Xenopus fibrinogen synthesis and secretion. Analysis of precursor polypeptides and their post-translational modification.

Abstract

Xenopus fibrinogen is distinct from that of mammals in that the B beta subunit of the secreted protein has a higher apparent molecular weight than either the A alpha or the gamma subunit. A precursor polypeptide for each subunit was identified among the products translated in vitro from liver mRNA. Pre-A alpha is larger than pre-B beta and pre-gamma is the smallest of the three. Purified liver parenchymal cells cultured in the presence of tunicamycin secrete fibrinogen polypeptides which lack carbohydrate moieties. Our analysis of these forms of Xenopus fibrinogen demonstrated the presence of a signal peptide on each of the precursor polypeptides, the loss of a COOH-terminal peptide from the pre-A alpha chain, and the presence of one carbohydrate moiety on the mature gamma chain and two carbohydrate moieties on the mature B beta chain. The B fibrinopeptide on the NH2-terminus of the B beta chain is unusually large. The number of amino acids in this peptide is approximately twice that characteristic of mammalian B fibrinopeptides and it is glycosylated.

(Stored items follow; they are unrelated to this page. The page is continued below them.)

//! TUI rendering and terminal management (impure shell)

pub mod constants;
mod help;
mod layout;
mod repository_list;
mod search_input;
mod styles;
mod user_list;

pub use help::render_help_overlay;
pub use layout::{build_keyboard_hints, render_layout, TITLE_TEXT};
pub use search_input::SearchInput;
pub use styles::{ColorConfig, ResultStyles};

use crate::api::{ClientError, Fetcher, GithubClient, HttpFetcher};
use crate::config::keybindings::KeyBindings;
use crate::config::ResolvedConfig;
use crate::model::KeyAction;
use crate::state::{
    handle_results_action, search_input_handler, submit_query, AppState, Effect, FocusPane,
    UserSearchState,
};
use crossterm::{
    event::{self, Event, KeyCode, KeyEvent, KeyEventKind, KeyModifiers},
    terminal::{disable_raw_mode, enable_raw_mode, EnterAlternateScreen, LeaveAlternateScreen},
    ExecutableCommand,
};
use ratatui::{backend::CrosstermBackend, Terminal};
use std::io::{self, Stdout};
use std::time::Duration;
use thiserror::Error;
use tracing::{debug, info, warn};

/// Errors that can occur during TUI operations
#[derive(Debug, Error)]
pub enum TuiError {
    /// IO error during terminal operations
    #[error("Terminal IO error: {0}")]
    Io(#[from] io::Error),

    /// HTTP client could not be built from the configuration
    #[error("GitHub client error: {0}")]
    Client(#[from] ClientError),

    /// Background fetch runtime failed to start
    #[error("Failed to start fetch runtime: {0}")]
    Runtime(#[source] io::Error),
}

/// Opens a URL outside the terminal.
pub type BrowserLauncher = fn(&str) -> io::Result<()>;

/// Main TUI application
///
/// Generic over backend and fetcher to support testing with TestBackend
/// and scripted fetch outcomes.
pub struct TuiApp<B, F>
where
    B: ratatui::backend::Backend,
    F: Fetcher,
{
    terminal: Terminal<B>,
    app_state: AppState,
    key_bindings: KeyBindings,
    fetcher: F,
    styles: ResultStyles,
    browser: BrowserLauncher,
    /// Spinner frame counter, advanced while a search is in flight
    tick: usize,
}

impl<F: Fetcher> TuiApp<CrosstermBackend<Stdout>, F> {
    /// Create and initialize a new TUI application
    ///
    /// Sets up terminal in raw mode with alternate screen. If setup fails
    /// after raw mode is on, the terminal is restored before returning.
    pub fn new(app_state: AppState, fetcher: F, styles: ResultStyles) -> Result<Self, TuiError> {
        enable_raw_mode()?;
        let terminal = restore_on_error(enter_alternate_screen, restore_terminal)?;

        Ok(Self {
            terminal,
            app_state,
            key_bindings: KeyBindings::default(),
            fetcher,
            styles,
            browser: launch_browser,
            tick: 0,
        })
    }

    /// Run the main event loop
    ///
    /// Returns when user quits (q or Ctrl+C)
    pub fn run(&mut self) -> Result<(), TuiError> {
        // Poll interval; also the spinner frame rate
        const TICK_INTERVAL: Duration = Duration::from_millis(100);

        self.draw()?;

        loop {
            let mut dirty = false;

            if event::poll(TICK_INTERVAL)? {
                match event::read()? {
                    Event::Key(key) if key.kind == KeyEventKind::Press => {
                        if self.handle_key(key) {
                            return Ok(());
                        }
                        dirty = true;
                    }
                    Event::Resize(width, height) => {
                        debug!("Handling resize to {}x{}", width, height);
                        dirty = true;
                    }
                    _ => {}
                }
            }

            if self.apply_fetched() {
                dirty = true;
            }

            if self.app_state.search.is_loading() {
                self.tick = self.tick.wrapping_add(1);
                dirty = true;
            }

            if dirty {
                self.draw()?;
            }
        }
    }
}

impl<B, F> TuiApp<B, F>
where
    B: ratatui::backend::Backend,
    F: Fetcher,
{
    /// Handle a single keyboard event
    ///
    /// Returns true if app should quit
    fn handle_key(&mut self, key: KeyEvent) -> bool {
        // Ctrl+C always quits, even while typing
        if key.code == KeyCode::Char('c') && key.modifiers.contains(KeyModifiers::CONTROL) {
            return true;
        }

        // Status messages last until the next key press
        self.app_state.status_message = None;

        if self.app_state.help_visible {
            self.handle_help_key(key);
            return false;
        }

        match self.app_state.focus {
            FocusPane::Search => {
                self.handle_search_key(key);
                false
            }
            FocusPane::Results => self.handle_results_key(key),
        }
    }

    /// Keys while the help overlay is shown: close or scroll, nothing else.
    fn handle_help_key(&mut self, key: KeyEvent) {
        let max_scroll = u16::try_from(help::help_line_count().saturating_sub(1)).unwrap_or(0);
        match key.code {
            KeyCode::Esc | KeyCode::Char('?') => self.app_state.toggle_help(),
            KeyCode::Char('j') | KeyCode::Down => {
                self.app_state.help_scroll = (self.app_state.help_scroll + 1).min(max_scroll);
            }
            KeyCode::Char('k') | KeyCode::Up => {
                self.app_state.help_scroll = self.app_state.help_scroll.saturating_sub(1);
            }
            _ => {}
        }
    }

    /// Keys while the search input has focus. Printable characters edit the
    /// query; key bindings do not apply here.
    fn handle_search_key(&mut self, key: KeyEvent) {
        use search_input_handler as edit;

        let control = key.modifiers.contains(KeyModifiers::CONTROL);
        let search = &mut self.app_state.search;
        match key.code {
            KeyCode::Char('u') if control => search.edit_input(edit::clear_input),
            KeyCode::Char(ch) if !control && !key.modifiers.contains(KeyModifiers::ALT) => {
                search.edit_input(|input| edit::handle_char_input(input, ch));
            }
            KeyCode::Backspace => search.edit_input(edit::handle_backspace),
            KeyCode::Delete => search.edit_input(edit::handle_delete),
            KeyCode::Left => search.edit_input(edit::handle_cursor_left),
            KeyCode::Right => search.edit_input(edit::handle_cursor_right),
            KeyCode::Home => search.edit_input(edit::handle_cursor_home),
            KeyCode::End => search.edit_input(edit::handle_cursor_end),
            KeyCode::Enter => self.submit_current_query(),
            KeyCode::Tab | KeyCode::Down | KeyCode::Esc => self.app_state.focus_results(),
            _ => {}
        }
    }

    /// Keys while the results pane has focus, dispatched through bindings.
    ///
    /// Returns true if app should quit
    fn handle_results_key(&mut self, key: KeyEvent) -> bool {
        let action = match self.key_bindings.get(key) {
            Some(action) => action,
            None => return false,
        };

        if action == KeyAction::Quit {
            return true;
        }

        let (state, effect) = handle_results_action(std::mem::take(&mut self.app_state), action);
        self.app_state = state;
        self.apply_effect(effect);
        false
    }

    /// Perform the side effect a state transition asked for.
    fn apply_effect(&mut self, effect: Option<Effect>) {
        match effect {
            Some(Effect::Fetch(request)) => self.fetcher.dispatch(request),
            Some(Effect::OpenInBrowser(url)) => match (self.browser)(&url) {
                Ok(()) => {
                    info!(url = %url, "Opened repository in browser");
                    self.app_state.status_message = Some(format!("Opened {}", url));
                }
                Err(err) => {
                    warn!(url = %url, error = %err, "Failed to open browser");
                    self.app_state.status_message =
                        Some(format!("Could not open {}: {}", url, err));
                }
            },
            None => {}
        }
    }

    /// Feed finished fetches into the state machine.
    ///
    /// Returns true if any outcome changed what is displayed.
    fn apply_fetched(&mut self) -> bool {
        let mut changed = false;
        for outcome in self.fetcher.drain() {
            if self.app_state.apply_outcome(outcome) {
                changed = true;
            } else {
                debug!("Discarded stale fetch outcome");
            }
        }
        changed
    }

    /// Submit whatever the search input holds.
    fn submit_current_query(&mut self) {
        let (state, effect) = submit_query(std::mem::take(&mut self.app_state));
        self.app_state = state;
        self.apply_effect(effect);
    }

    /// Render the current frame
    fn draw(&mut self) -> Result<(), TuiError> {
        let state = &self.app_state;
        let styles = &self.styles;
        let tick = self.tick;
        self.terminal.draw(|frame| {
            render_layout(frame, state, styles, tick);
            if state.help_visible {
                render_help_overlay(frame, state.help_scroll);
            }
        })?;
        Ok(())
    }
}

// ===== Test Helpers =====
//
// The following methods are ONLY for testing within the crate.
//
// DO NOT use these in production code.

#[cfg(test)]
#[allow(dead_code)] // Not all helpers used by every test module
impl<B, F> TuiApp<B, F>
where
    B: ratatui::backend::Backend,
    F: Fetcher,
{
    /// Create TuiApp for testing without terminal initialization.
    ///
    /// Opening a browser always succeeds and does nothing.
    pub(crate) fn new_for_test(terminal: Terminal<B>, app_state: AppState, fetcher: F) -> Self {
        Self {
            terminal,
            app_state,
            key_bindings: KeyBindings::default(),
            fetcher,
            styles: ResultStyles::with_color_config(ColorConfig::from_env_and_args(true)),
            browser: |_| Ok(()),
            tick: 0,
        }
    }

    pub(crate) fn with_browser(mut self, browser: BrowserLauncher) -> Self {
        self.browser = browser;
        self
    }

    pub(crate) fn app_state(&self) -> &AppState {
        &self.app_state
    }

    pub(crate) fn fetcher_mut(&mut self) -> &mut F {
        &mut self.fetcher
    }

    /// Handle a single keyboard event. Returns true if app should quit.
    pub(crate) fn handle_key_test(&mut self, key: KeyEvent) -> bool {
        self.handle_key(key)
    }

    /// Drain the fetcher into the state, as one loop iteration does.
    pub(crate) fn apply_fetched_test(&mut self) -> bool {
        self.apply_fetched()
    }

    pub(crate) fn render_test(&mut self) -> Result<(), TuiError> {
        self.draw()
    }

    pub(crate) fn terminal(&self) -> &Terminal<B> {
        &self.terminal
    }
}

/// Open `url` in the system browser without waiting for it.
fn launch_browser(url: &str) -> io::Result<()> {
    open::that_detached(url)
}

/// Initialize and run the TUI application
///
/// Builds the GitHub client from `config`, sets up the terminal, submits
/// `initial_query` if one was given, runs the event loop, and always restores
/// the terminal on the way out.
///
/// Note: Logging must be initialized by caller before calling this function.
pub fn run_with_config(
    config: &ResolvedConfig,
    initial_query: Option<String>,
    no_color: bool,
) -> Result<(), TuiError> {
    let client = GithubClient::new(
        &config.api_base_url,
        config.credential.as_ref(),
        config.search_per_page,
    )?;
    let fetcher = HttpFetcher::new(client).map_err(TuiError::Runtime)?;

    let search = initial_query
        .map(UserSearchState::with_query)
        .unwrap_or_default();
    let has_initial_query = !search.query().trim().is_empty();
    let styles = ResultStyles::with_color_config(ColorConfig::from_env_and_args(no_color));

    let mut app = TuiApp::new(AppState::new(search), fetcher, styles)?;
    if has_initial_query {
        app.submit_current_query();
    }

    // Run the app and ensure cleanup happens even on error
    let result = app.run();

    restore_terminal()?;

    result
}

/// Switch stdout to the alternate screen and wrap it in a terminal.
fn enter_alternate_screen() -> Result<Terminal<CrosstermBackend<Stdout>>, TuiError> {
    let mut stdout = io::stdout();
    stdout.execute(EnterAlternateScreen)?;
    Ok(Terminal::new(CrosstermBackend::new(stdout))?)
}

/// Run `setup`, calling `restore` if it fails.
///
/// The setup error is returned even when restoring fails too.
fn restore_on_error<T>(
    setup: impl FnOnce() -> Result<T, TuiError>,
    restore: impl FnOnce() -> Result<(), TuiError>,
) -> Result<T, TuiError> {
    setup().inspect_err(|_| {
        if let Err(err) = restore() {
            warn!(error = %err, "Failed to restore terminal after setup error");
        }
    })
}

/// Restore terminal to normal state
///
/// Disables raw mode and leaves alternate screen
fn restore_terminal() -> Result<(), TuiError> {
    disable_raw_mode()?;
    io::stdout().execute(LeaveAlternateScreen)?;
    Ok(())
}

#[cfg(test)]
#[path = "tui_app_tests.rs"]
mod tests;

On the basis of these data, together with information in the literature, we propose that when vertebrates first arose the B fibrinopeptide was a large glycosylated peptide. It retained this basic structure during the evolution of all subsequent vertebrates, with the exception of mammals. In contrast, the A fibrinopeptide increased in length early in vertebrate evolution. The alpha portion of the A alpha subunit of fibrinogen appears to have originally been a polypeptide about the same length as the beta chain. Concomitant with the evolution of mammals, the alpha polypeptide significantly increased in length.